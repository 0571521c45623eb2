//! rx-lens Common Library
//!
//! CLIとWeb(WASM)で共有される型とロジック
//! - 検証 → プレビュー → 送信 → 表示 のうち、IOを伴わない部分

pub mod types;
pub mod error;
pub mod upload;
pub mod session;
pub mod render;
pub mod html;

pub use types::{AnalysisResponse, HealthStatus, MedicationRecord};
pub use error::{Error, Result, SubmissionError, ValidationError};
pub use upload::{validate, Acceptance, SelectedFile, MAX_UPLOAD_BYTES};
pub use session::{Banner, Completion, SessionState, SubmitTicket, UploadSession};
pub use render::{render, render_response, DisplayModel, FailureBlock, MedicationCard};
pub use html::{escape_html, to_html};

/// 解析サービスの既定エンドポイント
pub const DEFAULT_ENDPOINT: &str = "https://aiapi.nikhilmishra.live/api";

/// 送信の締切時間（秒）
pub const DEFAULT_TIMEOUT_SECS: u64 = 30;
==
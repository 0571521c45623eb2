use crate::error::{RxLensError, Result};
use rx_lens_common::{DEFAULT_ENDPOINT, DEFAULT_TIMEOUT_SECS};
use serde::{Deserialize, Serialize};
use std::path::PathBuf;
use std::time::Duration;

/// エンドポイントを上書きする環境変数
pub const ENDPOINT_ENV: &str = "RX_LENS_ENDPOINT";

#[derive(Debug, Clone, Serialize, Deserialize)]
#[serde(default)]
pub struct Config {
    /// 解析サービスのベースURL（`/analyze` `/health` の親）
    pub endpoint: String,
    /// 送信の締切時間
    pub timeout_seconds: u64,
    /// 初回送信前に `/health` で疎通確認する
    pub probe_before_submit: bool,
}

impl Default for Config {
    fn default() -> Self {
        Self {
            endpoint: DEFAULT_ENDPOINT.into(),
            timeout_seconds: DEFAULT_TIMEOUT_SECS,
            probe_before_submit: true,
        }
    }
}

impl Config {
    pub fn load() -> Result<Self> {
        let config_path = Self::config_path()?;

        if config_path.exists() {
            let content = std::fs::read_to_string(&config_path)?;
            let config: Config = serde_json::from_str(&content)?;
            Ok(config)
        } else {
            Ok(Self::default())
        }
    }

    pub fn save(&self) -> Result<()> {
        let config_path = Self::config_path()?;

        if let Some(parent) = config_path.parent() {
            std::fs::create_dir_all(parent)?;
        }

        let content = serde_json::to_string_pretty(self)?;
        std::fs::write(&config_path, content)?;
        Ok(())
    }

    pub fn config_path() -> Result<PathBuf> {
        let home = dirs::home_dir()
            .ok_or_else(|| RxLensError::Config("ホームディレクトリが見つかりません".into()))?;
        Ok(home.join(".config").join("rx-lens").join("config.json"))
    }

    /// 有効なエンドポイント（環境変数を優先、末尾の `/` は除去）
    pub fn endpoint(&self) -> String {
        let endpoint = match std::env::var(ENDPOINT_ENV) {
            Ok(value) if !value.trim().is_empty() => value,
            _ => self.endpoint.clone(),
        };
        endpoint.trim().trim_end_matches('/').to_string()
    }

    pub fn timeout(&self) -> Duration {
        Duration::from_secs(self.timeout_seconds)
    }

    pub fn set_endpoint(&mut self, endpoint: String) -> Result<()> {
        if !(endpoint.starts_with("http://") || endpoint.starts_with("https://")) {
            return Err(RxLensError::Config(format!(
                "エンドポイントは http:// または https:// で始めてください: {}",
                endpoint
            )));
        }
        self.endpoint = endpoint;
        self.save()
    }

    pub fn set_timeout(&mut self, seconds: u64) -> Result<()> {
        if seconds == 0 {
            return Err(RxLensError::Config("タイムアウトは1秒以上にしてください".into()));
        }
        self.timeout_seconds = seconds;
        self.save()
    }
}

TO DO | Copy out each line of the listing that holds the word "const".

REPLY TO THE TASK |
pub const DEFAULT_ENDPOINT: &str = "https://aiapi.nikhilmishra.live/api";
pub const DEFAULT_TIMEOUT_SECS: u64 = 30;
pub const ENDPOINT_ENV: &str = "RX_LENS_ENDPOINT";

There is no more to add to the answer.